Zweimal im Jahr lädt die SPD-Bundestagsfraktion zu einer Betriebs- und Personalrätekonferenz in den Deutschen Bundestag ein. Dieses Mal waren rund 400 Teilnehmerinnen und Teilnehmer dabei. Auch die bayerischen SPD-Bundestagsabgeordneten nutzten die Gelegenheit, um engagierte Betriebsräte aus ihrer Region nach Berlin zu holen. "Diese Konferenzen sind unabdingbar, um den direkten Kontakt zwischen den Betriebs- und Personalräten sowie der Fraktionsspitze herzustellen", sagte Martin Burkert, SPD-Bundestagsabgeordneter aus Nürnberg.
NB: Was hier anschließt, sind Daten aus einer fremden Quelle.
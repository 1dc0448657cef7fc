//! Data models for classified price fragments and decomposed prices.

use serde::{Deserialize, Serialize};

/// What a single line of price-area text represents.
#[derive(Debug, Clone, Copy, PartialEq, Eq, Hash, Serialize, Deserialize)]
#[serde(rename_all = "snake_case")]
pub enum TokenKind {
    /// A currency amount inside the plausible price range.
    Amount,
    /// A discount marker such as "30% OFF".
    DiscountPercent,
    /// A ranking badge such as "#2 in Notebook Laptops".
    Rank,
    /// A delivery tag such as "Free Delivery".
    Delivery,
    /// A stock marker such as "Only 2 left in stock".
    Stock,
    Unknown,
}

/// One classified line of price-area text.
#[derive(Debug, Clone, PartialEq, Serialize, Deserialize)]
pub struct PriceToken {
    /// The line as it was classified
    pub raw: String,
    pub kind: TokenKind,
    /// Parsed amount or discount percentage, when the kind carries one
    pub numeric_value: Option<f64>,
}

impl PriceToken {
    pub fn new(raw: impl Into<String>, kind: TokenKind, numeric_value: Option<f64>) -> Self {
        Self { raw: raw.into(), kind, numeric_value }
    }

    pub fn unknown(raw: impl Into<String>) -> Self {
        Self::new(raw, TokenKind::Unknown, None)
    }

    /// Returns the amount if this is an in-range currency amount.
    pub fn amount(&self) -> Option<f64> {
        match self.kind {
            TokenKind::Amount => self.numeric_value,
            _ => None,
        }
    }

    /// Returns the percentage if this is a discount marker.
    pub fn discount(&self) -> Option<u8> {
        match self.kind {
            TokenKind::DiscountPercent => self.numeric_value.map(|v| v as u8),
            _ => None,
        }
    }
}

/// Price fields decomposed from one listing's price text.
#[derive(Debug, Clone, PartialEq, Serialize, Deserialize)]
pub struct StructuredPrice {
    /// Price the customer pays now (post-discount)
    pub current: Option<f64>,
    /// Pre-discount reference price; always greater than `current` when both are set
    pub original: Option<f64>,
    /// Discount percentage, explicit from the page or derived from the two prices
    pub discount_percent: Option<u8>,
    /// Input lines joined with line breaks, kept verbatim for auditing
    pub raw: String,
}

impl StructuredPrice {
    /// A price with every field absent.
    pub fn empty() -> Self {
        Self { current: None, original: None, discount_percent: None, raw: String::new() }
    }

    /// True if a current price was found.
    pub fn has_price(&self) -> bool {
        self.current.is_some()
    }

}

impl Default for StructuredPrice {
    fn default() -> Self {
        Self::empty()
    }
}

/// `round((original - current) / original * 100)`, limited to 0..=100.
pub(crate) fn derive_discount(current: f64, original: f64) -> Option<u8> {
    if original <= 0.0 {
        return None;
    }
    let pct = ((original - current) / original * 100.0).round();
    Some(pct.clamp(0.0, 100.0) as u8)
}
Dieses Mal ging es um Themen, die viele Arbeitnehmerinnen und Arbeitnehmer umtreibt: Wie müssen Arbeitsbedingungen sein, damit sie nicht krank machen? Wie müssen Arbeitsplätze gestaltet werden, damit sie alters- und alternsgerecht sind? Fortlaufende Qualifizierung - auch das war Thema. Die Betriebs- und Personalräte diskutierten mit dem Fraktionsvorsitzenden Peter Struck, mit der arbeits- und sozialpolitischen Sprecherin der SPD-Fraktion, Andrea Nahles, und mit Staatssekretär Klaus Brandner. Sie hatten aber auch genügend Zeit, sich untereinander auszutauschen.
Jedes Mal ist die Nachfrage größer als die Zahl der Plätze. Die, die schon einmal dabei waren, würden am liebsten wieder kommen: "Die Betriebsräte, die ich eingeladen hatte, waren begeistert, dass sie ihre Erfahrungen einbringen konnten", sagte Marianne Schieder, SPD-Abgeordnete für den Landkreis Schwandorf. Die Stimmung war gut, die Diskussionen lebendig. Die nächste Konferenz ist schon in Planung.